Locking up Linux: Creating a Cryptobook

Test Setup

Our test rig is a Dell Latitude C610, an aging but agile performer representative of technology from around 2002. On battery power, the C610 will throttle the CPU to 733 MHz, so it was left plugged in to exercise the full capability of all the components at their optimal speeds. The table below describes the most important aspects of this setup.

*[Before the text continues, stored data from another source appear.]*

#[cfg(test)]
mod tests {
    use super::*;
    use crate::model::{SafetyStatus, PH_RANGE, TURBIDITY_RANGE_NTU};
    use chrono::TimeZone;

    fn fixed_now() -> DateTime<Utc> {
        Utc.with_ymd_and_hms(2024, 5, 1, 13, 0, 0).unwrap()
    }

    fn seeded() -> Registry {
        Registry::new(RegistryOptions::default(), Some(42))
    }

    // --- CRUD ---------------------------------------------------------------

    #[test]
    fn test_new_water_body_is_seeded_with_twelve_readings() {
        let mut registry = seeded();
        let id = registry.add_water_body("Riverside Reservoir", fixed_now());
        let body = registry.water_body(id).expect("just added");
        assert_eq!(body.readings().len(), 12);
        assert_eq!(body.latest().map(|r| r.timestamp), Some(fixed_now()));
        for r in body.readings() {
            assert!((PH_RANGE.0..=PH_RANGE.1).contains(&r.ph()));
            assert!((TURBIDITY_RANGE_NTU.0..=TURBIDITY_RANGE_NTU.1).contains(&r.turbidity()));
        }
    }

    #[test]
    fn test_new_toilet_has_zero_state() {
        let mut registry = seeded();
        let id = registry.add_toilet("Central Park");
        let toilet = registry.toilet(id).expect("just added");
        assert_eq!(toilet.usage, 0);
        assert!(toilet.history.is_empty());
    }

    #[test]
    fn test_ids_are_unique_across_entities() {
        let mut registry = seeded();
        let a = registry.add_water_body("A", fixed_now());
        let b = registry.add_toilet("B");
        let c = registry.add_water_body("C", fixed_now());
        assert!(a != b && b != c && a != c);
    }

    #[test]
    fn test_reading_ids_are_unique_and_increasing() {
        let mut registry = seeded();
        registry.add_water_body("A", fixed_now());
        registry.add_water_body("B", fixed_now());
        registry.tick(fixed_now() + Duration::seconds(2));

        let mut ids: Vec<u64> = registry
            .water_bodies()
            .iter()
            .flat_map(|w| w.readings().iter().map(|r| r.id))
            .collect();
        let total = ids.len();
        ids.sort_unstable();
        ids.dedup();
        assert_eq!(ids.len(), total, "reading ids must be unique");

        for body in registry.water_bodies() {
            assert!(body.readings().windows(2).all(|w| w[0].id < w[1].id));
        }
    }

    #[test]
    fn test_remove_unknown_id_is_noop() {
        let mut registry = seeded();
        registry.add_water_body("A", fixed_now());
        registry.add_toilet("B");
        assert!(!registry.remove_water_body(999));
        assert!(!registry.remove_toilet(999));
        assert_eq!(registry.water_bodies().len(), 1);
        assert_eq!(registry.toilets().len(), 1);
    }

    #[test]
    fn test_remove_existing_entities() {
        let mut registry = seeded();
        let w = registry.add_water_body("A", fixed_now());
        let t = registry.add_toilet("B");
        assert!(registry.remove_water_body(w));
        assert!(registry.remove_toilet(t));
        assert!(registry.water_body(w).is_none());
        assert!(registry.toilet(t).is_none());
    }

    // --- Ticks --------------------------------------------------------------

    #[test]
    fn test_tick_appends_one_reading_and_one_sample() {
        let mut registry = seeded();
        let w = registry.add_water_body("A", fixed_now());
        let t = registry.add_toilet("B");
        let report = registry.tick(fixed_now() + Duration::seconds(2));

        assert_eq!(report.tick, 1);
        assert_eq!(report.water_bodies_updated, 1);
        assert_eq!(report.toilets_updated, 1);
        assert_eq!(registry.water_body(w).map(|b| b.readings().len()), Some(13));
        assert_eq!(registry.toilet(t).map(|t| t.history.len()), Some(1));
    }

    #[test]
    fn test_histories_stay_bounded_over_many_ticks() {
        let mut registry = seeded();
        let w = registry.add_water_body("A", fixed_now());
        let t = registry.add_toilet("B");
        for i in 1..=100 {
            registry.tick(fixed_now() + Duration::seconds(2 * i));
        }
        let body = registry.water_body(w).expect("present");
        let toilet = registry.toilet(t).expect("present");
        assert_eq!(body.readings().len(), 60);
        assert_eq!(toilet.history.len(), 20);
        assert!(body.readings().windows(2).all(|p| p[0].timestamp < p[1].timestamp));
        assert_eq!(body.latest().map(|r| r.timestamp), Some(fixed_now() + Duration::seconds(200)));
    }

    #[test]
    fn test_snapshot_is_unaffected_by_later_ticks() {
        let mut registry = seeded();
        let w = registry.add_water_body("A", fixed_now());
        registry.add_toilet("B");
        let snapshot = registry.snapshot();
        registry.tick(fixed_now() + Duration::seconds(2));

        assert_eq!(snapshot.tick, 0);
        assert_eq!(snapshot.water_bodies[0].readings().len(), 12);
        assert!(snapshot.toilets[0].history.is_empty());
        assert_eq!(registry.water_body(w).map(|b| b.readings().len()), Some(13));
    }

    #[test]
    fn test_events_match_status_transitions() {
        let mut registry = seeded();
        registry.add_water_body("A", fixed_now());
        registry.add_water_body("B", fixed_now());

        for i in 1..=200 {
            let before: Vec<Option<SafetyStatus>> =
                registry.water_bodies().iter().map(|w| w.current_status()).collect();
            let report = registry.tick(fixed_now() + Duration::seconds(2 * i));

            for (body, prev) in registry.water_bodies().iter().zip(before) {
                let now = body.current_status();
                let fired = report.events.iter().filter(|e| e.water_body_id == body.id).count();
                let expected = usize::from(
                    now == Some(SafetyStatus::Contaminated) && prev != Some(SafetyStatus::Contaminated),
                );
                assert_eq!(fired, expected, "tick {} body {} {:?} → {:?}", i, body.id, prev, now);
                if fired == 1 {
                    let event = report.events.iter().find(|e| e.water_body_id == body.id);
                    assert_eq!(event.map(|e| e.reading_id), body.latest().map(|r| r.id));
                }
            }
        }
    }

    #[test]
    fn test_same_seed_gives_same_run() {
        let run = |seed| {
            let mut registry = Registry::new(RegistryOptions::default(), Some(seed));
            registry.add_water_body("A", fixed_now());
            registry.add_toilet("B");
            for i in 1..=10 {
                registry.tick(fixed_now() + Duration::seconds(2 * i));
            }
            let snapshot = registry.snapshot();
            (snapshot.water_bodies[0].as_ref().clone(), snapshot.toilets[0].as_ref().clone())
        };
        assert_eq!(run(7), run(7));
    }

    #[test]
    fn test_from_config_registers_named_sites() {
        let config = MonitorConfig::default();
        let registry = Registry::from_config(&config, fixed_now());
        let names: Vec<&str> = registry.water_bodies().iter().map(|w| w.name.as_str()).collect();
        assert_eq!(names, vec!["Riverside Reservoir", "Mill Creek"]);
        assert_eq!(registry.toilets().len(), 2);
    }

    #[test]
    fn test_snapshot_serializes_to_json() {
        let mut registry = seeded();
        registry.add_water_body("A", fixed_now());
        registry.add_toilet("B");
        registry.tick(fixed_now() + Duration::seconds(2));
        let json = registry.snapshot().to_json().expect("snapshot serializes");
        let value: serde_json::Value = serde_json::from_str(&json).expect("valid json");
        assert_eq!(value["tick"], 1);
        assert_eq!(value["water_bodies"][0]["readings"].as_array().map(|a| a.len()), Some(13));
        assert_eq!(value["toilets"][0]["history"].as_array().map(|a| a.len()), Some(1));
    }
}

Results are charted using the EXT3 file system format under Linux, which may not be the best performer in all test cases when compared against other journaling file systems. However, experimenting with the fine-tuning of file system formats, block sizes, drive parameters, and so forth is beyond the scope of this exercise - it takes away from the ease of setup and configuration. The goal here is to provide a cursory examination of the areas of simplicity, performance, and cost-effectiveness, using Linux cryptographic storage solutions.

Installation Process

All of LUKS, FUSE and EncFS are available directly from Fedora distribution sources, so no extra effort is necessary. CryptoFS must be obtained separately.

CryptoFS Setup Process

Compilation of CryptoFS from sources is simple. Unfurl the archive and issue the configuration script in the resulting directory, then proceed with the make process, as demonstrated in the accompanying screenshot. The configuration file contains only four parameters: encryption cipher, message digest algorithm, block size, and encryption salt count.

The CryptoFS installation process is simple.

Setup consists of designating source and target directory paths (for encrypted and decrypted content) and issuing the cryptofs command accordingly, as shown in the next image.

Setting-up the CryptoFS implementation.

Issue the mount command to see the newly loaded partition.